|SMALL IS GREAT: Samden Sherpa uses a 3-D model of the Godavari Demonstration and Training Centre to explain the lay of the land.|
. It is hard to believe that this small hydraulic ram pump that makes a rhythmic popping sound could transform agriculture across Himalayan valleys and make farmers self-sufficient.
The ram works without electricity or diesel, it just uses the power of gravity to pump water up at least 100 m. Water comes down a thick pipe and one-third of it can be lifted through a narrower pipe for irrigation. Eighty percent of Nepalis depend on agriculture and 80 percent of their farms are rain fed-a hydraulic ram could allow monsoon-dependent farmers to grow up to three crops a year. But few farmers in Nepal use it.
. Legend has it that the ban mara weed came to Nepal through American wheat aid in the 1960s. Indigenous to Mexico it quickly spread across the tarai and midhills, smothering undergrowth and killing forests. It couldn't be used as fodder, it spread too fast to control and for decades no one knew what to do with the weed.
Now, a Nepali inventor has found a way to burn ban mara bushes and turn the ash into briquettes that can be used as fuel for special smoke-free stoves. It is cheaper than firewood, cheaper than gas or kerosene. Yet, few people use it.
. As afternoon temperature in the low valleys get up to 40 Celsius, it is difficult to keep water cool. But the technology exists to build your own cool box. Make a one-metre square box with two layers of brick and cover with it with a thatch roof. Fill the gap between the bricks with sand and keep it moist. Cover it with burlap. Voila! The temperature inside will be a constant 10 degrees below the ambient. Cooled by evaporation this contraption doesn't use any electricity. Still, virtually no one in Nepal knows about this.
Uma Pratap, an Indian expert trains Nepali beekeepers on how to extract honey.
The hydraulic ram, the ban mara briquette stove and the village cooler are all examples of small is beautiful technologies that have been around for decades, yet they just haven't caught on.
Scientists have often wondered why appropriate technology that is economically viable, ecologically sensible and suited to our conditions are so difficult to sell to the public. And they figured it was because they couldn't demonstrate how they worked.
"We figured we should show people how things work instead of just telling them about it," explains Milan Tuladhar of the International Centre for Integrated Mountain Development (ICIMOD) in Kathmandu, "that is why we set up this demonstration centre."
Tucked away in a side valley opposite the Botanical Garden at the base of a thickly-forested mountain in Godavari is ICIMOD's Demonstration and Training Centre for mountain agriculture. Every year, hundreds of farmers, trainers and academics from Pakistan, China, India, Bhutan and Afghanistan come to Godavari to learn about everything from terrace farming to water harvesting.
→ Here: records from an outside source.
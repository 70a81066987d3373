//! CLI error types.

use kc_import::ImportError;
use kc_storage::StorageError;
use thiserror::Error;

/// CLI error type.
#[derive(Debug, Error)]
pub enum CliError {
    /// Configuration error.
    #[error("configuration error: {0}")]
    Config(String),

    /// Import setup error.
    #[error(transparent)]
    Import(#[from] ImportError),

    /// Database error.
    #[error("database error: {0}")]
    Database(#[from] StorageError),

    /// IO error.
    #[error("IO error: {0}")]
    Io(#[from] std::io::Error),

    /// JSON error.
    #[error("JSON error: {0}")]
    Json(#[from] serde_json::Error),

    /// Some realms failed to import.
    #[error("{failed} of {total} realm(s) failed to import")]
    RealmsFailed {
        /// Failed realms.
        failed: usize,
        /// Realms attempted.
        total: usize,
    },
}

/// CLI result type.
pub type CliResult<T> = Result<T, CliError>;
//! Fixtures shared by unit tests.

use std::collections::BTreeMap;

use kc_model::Realm;
use kc_storage::{MemoryStore, Store};

use crate::rebuild::{RealmRebuilder, StoreRealmRebuilder};
use crate::representation::{
    ClientRepresentation, ClientScopeRepresentation, CompositesRepresentation,
    GroupRepresentation, RealmRepresentation, RoleRepresentation, ScopeMappingRepresentation,
    UserRepresentation,
};

/// Realm `acme`: roles `viewer`, `admin` (composite of `viewer` and
/// `web.edit`), client `web` with a service account and role `edit`,
/// scope `profile`, groups `/staff` and `/staff/admins`, and user `alice`.
pub fn sample_realm() -> RealmRepresentation {
    let mut rep = RealmRepresentation::new("acme");

    rep.client_scopes.push(ClientScopeRepresentation {
        name: "profile".to_string(),
        ..ClientScopeRepresentation::default()
    });
    rep.default_default_client_scopes = vec!["profile".to_string()];
    rep.scope_mappings.push(ScopeMappingRepresentation {
        client_scope: "profile".to_string(),
        roles: vec!["viewer".to_string()],
    });

    let mut admin = RoleRepresentation::new("admin");
    admin.composite = true;
    admin.composites = Some(CompositesRepresentation {
        realm: vec!["viewer".to_string()],
        client: BTreeMap::from([("web".to_string(), vec!["edit".to_string()])]),
    });
    rep.roles.realm = vec![RoleRepresentation::new("viewer"), admin];
    rep.roles
        .client
        .insert("web".to_string(), vec![RoleRepresentation::new("edit")]);

    let mut web = ClientRepresentation::new("web");
    web.service_accounts_enabled = true;
    web.default_client_scopes = vec!["profile".to_string()];
    rep.clients.push(web);

    let mut staff = GroupRepresentation::new("staff");
    staff.realm_roles = vec!["viewer".to_string()];
    staff.sub_groups.push(GroupRepresentation::new("admins"));
    rep.groups.push(staff);
    rep.default_groups = vec!["/staff".to_string()];

    let mut alice = UserRepresentation::new("alice");
    alice.realm_roles = vec!["viewer".to_string()];
    alice
        .client_roles
        .insert("web".to_string(), vec!["edit".to_string()]);
    alice.groups = vec!["/staff/admins".to_string()];
    rep.users.push(alice);

    rep
}

/// Creates `rep` in `store` and commits.
pub async fn seed_realm(store: &MemoryStore, rep: &RealmRepresentation) -> Realm {
    let mut tx = store.begin().await.unwrap();
    let realm = StoreRealmRebuilder::new()
        .rebuild(tx.as_mut(), rep, None)
        .await
        .unwrap();
    tx.commit().await.unwrap();
    realm
}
ICIMOD has set aside one hectare to demonstrate how to optimise agriculture on a sloping mountainside using simple A-frames for contours and interspersing nitrogen-fixing plants for erosion control. A water-harvesting site shows how to store rain or running water irrigation and household use with a simple impounding technique using plastic sheets.
Ban mara briquettes burn with a clean smokeless flame.
"We have farmers visiting us from Doti and Khotang and they actually give us ideas about improving the techniques," says Samden Sherpa who looks after the centre, "when they see it with their eyes, they think, oh I could use this back home and they immediately come up with ideas about how they could adapt it to their use."
ICIMOD's Godavari site was gifted by the government 15 years ago and is an ideal location. The Pulchoki hill that towers above is a biodiversity treasure house with at least 102 species of birds, 96 species of butterflies and is a orchid paradise with some 35 species. Of the 7,000 types of plants found on Pulchoki, 93 have medicinal properties.
"We have Pakistani and Bhutani agriculture specialists who come here and they are so impressed they want to build similar demonstration centres in their own country," says Samden.
The centre also conducts experiments in, for example, erosion control. A 30-degree slope is divided into three portions with terracing, hedgerow, without hedgerow and a control slope without terracing. The slope without terrace loses 40 tons of topsoil per hectare per year, while a terrace with peach trees at its edges loses only four tons.
On a recent visit, the centre had brought in Dr Uma Pratap from Himachal Pradesh to train a group of 20 beekeepers from across Nepal who were learning hive maintenance and honey collection techniques for Asiatic bees, which are more resistant to disease than their fussy European cousins.
Says Pratap: "I can't think of a more scenic place to learn by doing. It is much more effective than sitting in a classroom explaining people about bee hives."